Asteroid Zooms By Earth Unseen
An asteroid the size of a soccer field hurtled past the Earth a week ago, missing what could have been a catastrophic collision by a mere 75,000 miles, less than a third of the distance to the moon.
The miss was one of the nearest ever recorded for an object of that size, scientists said Thursday. "It was a close shave," said Brian Marsden of the Harvard-Smithsonian Center for Astrophysics in Cambridge, Mass.
The asteroid would have caused "considerable loss of life" if it had struck Earth in a populated area, said Grant Stokes, the principal investigator for the Lincoln Near Earth Asteroid Research Project, whose New Mexico observatory spotted the object last week.
"The energy release would be of the magnitude of a large nuclear weapon," Stokes said.
The asteroid was not detected until three days after it sped past Earth on June 14. When such asteroids are detected, they are usually spotted far from Earth, when they are approaching or on their way out.
The asteroid, provisionally named 2002 MN, was traveling at more than 23,000 mph when it was spotted, Stokes said in a phone interview from Lexington, Mass., where he is associate head of the aerospace division of MIT Lincoln Laboratory.
Light in weight but with a diameter of between 50 and 120 yards, 2002 MN was big enough to have caused the kind of devastation wreaked in Siberia in 1908, when an asteroid that exploded above Tunguska flattened nearly 800 square miles of forest.
That asteroid's air blast was believed to have done the damage, since no crater was found.
The size of asteroids is estimated by measuring their brightness, without knowing their composition.
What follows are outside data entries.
//! The per-device game state machine.
//!
//! `Standby -> Playing -> GameOver -> (reset) -> Standby`. Input intents and
//! peer payloads go in; render events go to a [`RenderSink`] and payloads for
//! the peer come back to the caller, which owns the transport.

use alloc::vec::Vec;
use rand::Rng;

use crate::board::{OceanGrid, TargetGrid};
use crate::common::{ConfigError, GameError, ShotOutcome};
use crate::config::FleetConfig;
use crate::fleet::Fleet;
use crate::input::{Cursor, Intent};
use crate::protocol::Message;
use crate::render::{
    BoardKind, LobbyStatus, RenderEvent, RenderSink, ShipLine, Side, Status,
};
use crate::ship::ShipId;
use crate::turn;

/// Lifecycle phase of a game.
#[derive(Debug, Clone, Copy, PartialEq, Eq)]
pub enum Phase {
    /// Lobby; boards are empty.
    Standby,
    Playing,
    /// Terminal until reset.
    GameOver,
}

/// How a finished game ended for this device.
#[derive(Debug, Clone, Copy, PartialEq, Eq)]
pub enum Outcome {
    Won,
    Lost,
}

/// Which of the two devices this is. Player one fires first and draws its
/// own grid on the left.
#[derive(Debug, Clone, Copy, PartialEq, Eq)]
pub enum Seat {
    PlayerOne,
    PlayerTwo,
}

impl Seat {
    pub fn fires_first(self) -> bool {
        self == Seat::PlayerOne
    }

    /// Screen halves for `(own, enemy)` grids.
    pub fn layout(self) -> (Side, Side) {
        match self {
            Seat::PlayerOne => (Side::Left, Side::Right),
            Seat::PlayerTwo => (Side::Right, Side::Left),
        }
    }
}

/// Turn ownership while playing. Exactly one shot may be in flight.
#[derive(Debug, Clone, Copy, PartialEq, Eq)]
pub enum Turn {
    /// We may fire.
    Ours,
    /// Our shot at `(x, y)` is waiting for the peer's result.
    Awaiting { x: usize, y: usize },
    /// Waiting for the peer to fire.
    Theirs,
}

/// One device's complete game state.
#[derive(Debug, Clone)]
pub struct Game<const N: usize> {
    config: FleetConfig,
    seat: Seat,
    phase: Phase,
    outcome: Option<Outcome>,
    ocean: OceanGrid<N>,
    view: TargetGrid<N>,
    own_fleet: Fleet,
    enemy_fleet: Fleet,
    cursor: Cursor,
    turn: Turn,
}

impl<const N: usize> Game<N> {
    /// A game in `Standby`. The fleet is validated against the grid here so
    /// an impossible configuration never reaches placement.
    pub fn new(config: FleetConfig, seat: Seat) -> Result<Self, ConfigError> {
        config.validate::<N>()?;
        let ships = config.len();
        Ok(Self {
            config,
            seat,
            phase: Phase::Standby,
            outcome: None,
            ocean: OceanGrid::new(),
            view: TargetGrid::new(),
            own_fleet: Fleet::new(ships),
            enemy_fleet: Fleet::new(ships),
            cursor: Cursor::default(),
            turn: initial_turn(seat),
        })
    }

    pub fn config(&self) -> &FleetConfig {
        &self.config
    }

    pub fn seat(&self) -> Seat {
        self.seat
    }

    pub fn phase(&self) -> Phase {
        self.phase
    }

    /// Set once the game is over.
    pub fn outcome(&self) -> Option<Outcome> {
        self.outcome
    }

    pub fn ocean(&self) -> &OceanGrid<N> {
        &self.ocean
    }

    pub fn view(&self) -> &TargetGrid<N> {
        &self.view
    }

    pub fn own_fleet(&self) -> &Fleet {
        &self.own_fleet
    }

    pub fn enemy_fleet(&self) -> &Fleet {
        &self.enemy_fleet
    }

    pub fn cursor(&self) -> Cursor {
        self.cursor
    }

    pub fn turn(&self) -> Turn {
        self.turn
    }

    /// Our shot still waiting for a result.
    pub fn pending_shot(&self) -> Option<(usize, usize)> {
        match self.turn {
            Turn::Awaiting { x, y } => Some((x, y)),
            _ => None,
        }
    }

    /// Draw the lobby screen.
    pub fn show_lobby(&self, sink: &mut impl RenderSink) {
        sink.render(RenderEvent::Lobby);
    }

    /// Update the lobby progress line. Ignored outside `Standby`.
    pub fn lobby_status(&self, status: LobbyStatus, sink: &mut impl RenderSink) {
        if self.phase == Phase::Standby {
            sink.render(RenderEvent::LobbyText(status));
        }
    }

    /// Leave the lobby: place our fleet, arm both fleet trackers and draw
    /// the game screen.
    pub fn start<R: Rng>(&mut self, rng: &mut R, sink: &mut impl RenderSink) -> Result<(), GameError> {
        if self.phase != Phase::Standby {
            return Err(GameError::WrongPhase(self.phase));
        }
        self.ocean = OceanGrid::place_fleet_randomly(rng, &self.config)?;
        self.view.clear();
        self.own_fleet.arm(&self.config);
        // Enemy ship lengths are public, their positions are not.
        self.enemy_fleet.arm(&self.config);
        self.cursor = Cursor::default();
        self.turn = initial_turn(self.seat);
        self.outcome = None;
        self.phase = Phase::Playing;
        log::info!("game started as {:?}", self.seat);

        let (own, enemy) = self.seat.layout();
        sink.render(RenderEvent::Layout { own, enemy });
        for (y, row) in self.ocean.rows().iter().enumerate() {
            for (x, &cell) in row.iter().enumerate() {
                sink.render(RenderEvent::Cell {
                    board: BoardKind::Own,
                    x,
                    y,
                    cell,
                });
            }
        }
        self.render_fleet_panel(sink);
        sink.render(RenderEvent::Cursor {
            x: self.cursor.x,
            y: self.cursor.y,
            visible: true,
        });
        sink.render(RenderEvent::Status(self.turn_status()));
        Ok(())
    }

    /// Apply a button press. Returns the shot to transmit when a fire
    /// intent latches one.
    ///
    /// Invalid fires are reported on the status line and change nothing.
    /// Intents outside `Playing` are ignored.
    pub fn handle_intent(&mut self, intent: Intent, sink: &mut impl RenderSink) -> Option<Message> {
        if self.phase != Phase::Playing {
            log::debug!("ignoring {:?} while {:?}", intent, self.phase);
            return None;
        }
        if intent != Intent::Fire {
            let old = self.cursor;
            if self.cursor.step::<N>(intent) {
                sink.render(RenderEvent::Cursor {
                    x: old.x,
                    y: old.y,
                    visible: false,
                });
                if let Ok(cell) = self.view.cell(old.x, old.y) {
                    sink.render(RenderEvent::Cell {
                        board: BoardKind::Enemy,
                        x: old.x,
                        y: old.y,
                        cell,
                    });
                }
                sink.render(RenderEvent::Cursor {
                    x: self.cursor.x,
                    y: self.cursor.y,
                    visible: true,
                });
            }
            return None;
        }

        let rejection = match self.turn {
            Turn::Awaiting { .. } => Some(Status::AwaitingResult),
            Turn::Theirs => Some(Status::NotYourTurn),
            Turn::Ours if !turn::is_valid_target(&self.view, self.cursor.x, self.cursor.y) => {
                Some(Status::AlreadyFiredHere)
            }
            Turn::Ours => None,
        };
        if let Some(status) = rejection {
            sink.render(RenderEvent::Status(status));
            return None;
        }

        let Cursor { x, y } = self.cursor;
        self.turn = Turn::Awaiting { x, y };
        log::debug!("firing at ({}, {})", x, y);
        Some(Message::ShotRequest {
            x: x as u8,
            y: y as u8,
        })
    }

    /// Apply a payload from the peer. Returns the payloads to send back.
    ///
    /// Malformed or out-of-turn payloads are rejected without touching any
    /// state.
    pub fn handle_message(
        &mut self,
        msg: Message,
        sink: &mut impl RenderSink,
    ) -> Result<Vec<Message>, GameError> {
        if self.phase != Phase::Playing {
            return Err(GameError::WrongPhase(self.phase));
        }
        msg.validate::<N>(self.config.len())?;
        let replies = match msg {
            Message::ShotRequest { x, y } => self.on_incoming_shot(x as usize, y as usize, sink)?,
            Message::ShotResult { x, y, outcome } => {
                self.on_shot_result(x as usize, y as usize, outcome, sink)?;
                Vec::new()
            }
            Message::FleetDestroyed => {
                // the concession follows the result of our last shot
                if self.turn != Turn::Theirs {
                    return Err(GameError::UnexpectedMessage);
                }
                if !self.enemy_fleet.is_destroyed() {
                    log::warn!(
                        "peer reports defeat with {} enemy ships still tracked afloat",
                        self.enemy_fleet.afloat()
                    );
                }
                self.finish(Outcome::Won, sink);
                Vec::new()
            }
            Message::Ready { .. } => return Err(GameError::UnexpectedMessage),
        };
        Ok(replies)
    }

    /// Back to the lobby from `GameOver` (or a no-op reset in `Standby`).
    /// Boards, fleets and cursor are wiped.
    pub fn reset(&mut self, sink: &mut impl RenderSink) -> Result<(), GameError> {
        if self.phase == Phase::Playing {
            return Err(GameError::WrongPhase(self.phase));
        }
        self.ocean.clear();
        self.view.clear();
        self.own_fleet.clear();
        self.enemy_fleet.clear();
        self.cursor = Cursor::default();
        self.turn = initial_turn(self.seat);
        self.outcome = None;
        self.phase = Phase::Standby;
        log::info!("game reset");
        self.show_lobby(sink);
        Ok(())
    }

    fn on_incoming_shot(
        &mut self,
        x: usize,
        y: usize,
        sink: &mut impl RenderSink,
    ) -> Result<Vec<Message>, GameError> {
        if self.turn != Turn::Theirs {
            return Err(GameError::OutOfTurn);
        }
        let outcome = turn::resolve_incoming_shot(&mut self.ocean, &mut self.own_fleet, x, y)?;

        sink.render(RenderEvent::Cell {
            board: BoardKind::Own,
            x,
            y,
            cell: self.ocean.cell(x, y)?,
        });
        let status = match outcome {
            ShotOutcome::Miss => Status::OpponentMissed,
            ShotOutcome::Hit => Status::OpponentHit,
            ShotOutcome::Sunk(id) => Status::OpponentSank(self.ship_name(id)),
        };
        sink.render(RenderEvent::Status(status));
        if outcome.is_hit() {
            self.render_fleet_panel(sink);
        }

        let mut replies = alloc::vec![Message::ShotResult {
            x: x as u8,
            y: y as u8,
            outcome,
        }];
        if self.own_fleet.is_destroyed() {
            replies.push(Message::FleetDestroyed);
            self.finish(Outcome::Lost, sink);
        } else {
            self.turn = Turn::Ours;
        }
        Ok(replies)
    }

    fn on_shot_result(
        &mut self,
        x: usize,
        y: usize,
        outcome: ShotOutcome,
        sink: &mut impl RenderSink,
    ) -> Result<(), GameError> {
        let (px, py) = self.pending_shot().ok_or(GameError::NoShotOutstanding)?;
        if (px, py) != (x, y) {
            return Err(GameError::ResultMismatch {
                expected: (px, py),
                got: (x, y),
            });
        }
        let newly_sunk = turn::apply_shot_result(&mut self.view, &mut self.enemy_fleet, x, y, outcome)?;
        self.turn = Turn::Theirs;

        sink.render(RenderEvent::Cell {
            board: BoardKind::Enemy,
            x,
            y,
            cell: self.view.cell(x, y)?,
        });
        let status = match (outcome, newly_sunk) {
            (_, Some(id)) => Status::Sank(self.ship_name(id)),
            (ShotOutcome::Miss, None) => Status::Miss,
            (_, None) => Status::Hit,
        };
        sink.render(RenderEvent::Status(status));
        if newly_sunk.is_some() {
            self.render_fleet_panel(sink);
        }
        sink.render(RenderEvent::Cursor {
            x: self.cursor.x,
            y: self.cursor.y,
            visible: true,
        });

        if self.own_fleet.is_destroyed() {
            self.finish(Outcome::Lost, sink);
        }
        Ok(())
    }

    fn finish(&mut self, outcome: Outcome, sink: &mut impl RenderSink) {
        self.phase = Phase::GameOver;
        self.outcome = Some(outcome);
        log::info!("game over: {:?}", outcome);
        sink.render(match outcome {
            Outcome::Won => RenderEvent::Victory,
            Outcome::Lost => RenderEvent::Defeat,
        });
    }

    fn turn_status(&self) -> Status {
        match self.turn {
            Turn::Ours => Status::YourTurn,
            Turn::Awaiting { .. } => Status::AwaitingResult,
            Turn::Theirs => Status::OpponentsTurn,
        }
    }

    fn ship_name(&self, id: ShipId) -> alloc::string::String {
        self.config
            .get(id)
            .map(|spec| spec.name().into())
            .unwrap_or_else(|| alloc::format!("ship {}", id))
    }

    fn render_fleet_panel(&self, sink: &mut impl RenderSink) {
        let lines = self
            .config
            .iter()
            .map(|(id, spec)| ShipLine {
                name: spec.name().into(),
                own: self.own_fleet.health(id).unwrap_or(0),
                enemy: self.enemy_fleet.health(id).unwrap_or(0),
            })
            .collect();
        sink.render(RenderEvent::FleetPanel(lines));
    }
}

fn initial_turn(seat: Seat) -> Turn {
    if seat.fires_first() {
        Turn::Ours
    } else {
        Turn::Theirs
    }
}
In general, damage on the ground depends on what an asteroid is made of, varying from solid metal to a loosely bound aggregate.
"Looking statistically at the asteroid population, maybe 50 times a year a 100-meter-class asteroid passes within a lunar distance of Earth," Stokes said. "But only a handful of such asteroids that have penetrated the Moon's orbit have been spotted by asteroid search programs."
Benny Peiser, an expert on near earth objects at Liverpool John Moore's University in England, said that most asteroids do not come so close, but noted the latest "reminder" comes as Britain tests telescopes on the Spanish island of La Palma to search for the objects.
"Such near misses do highlight the importance of detecting these objects," he said.
Currently, there is no program dedicated to searching for objects of 2002 MN's size. NASA concentrates its efforts on bodies bigger than .62 miles across, which would cause worse devastation.
"NASA has a goal of discovering and obtaining good orbits for all the near earth objects with diameters larger than 1 kilometer," said Thomas Morgan, a scientist at NASA headquarters in Washington. "Asteroids of this size could potentially destroy civilization as we know it."
Such asteroids could theoretically hit Earth every million years, or at longer intervals.
Asteroids the size of 2002 MN are estimated to hit the Earth every 100 to several hundred years, causing local damage but no disaster to civilization or the planet's ecosystem, Stokes said.
"It's something the public should know about, but shouldn't get nervous about," he said. "Civilization has to get used to them on some level."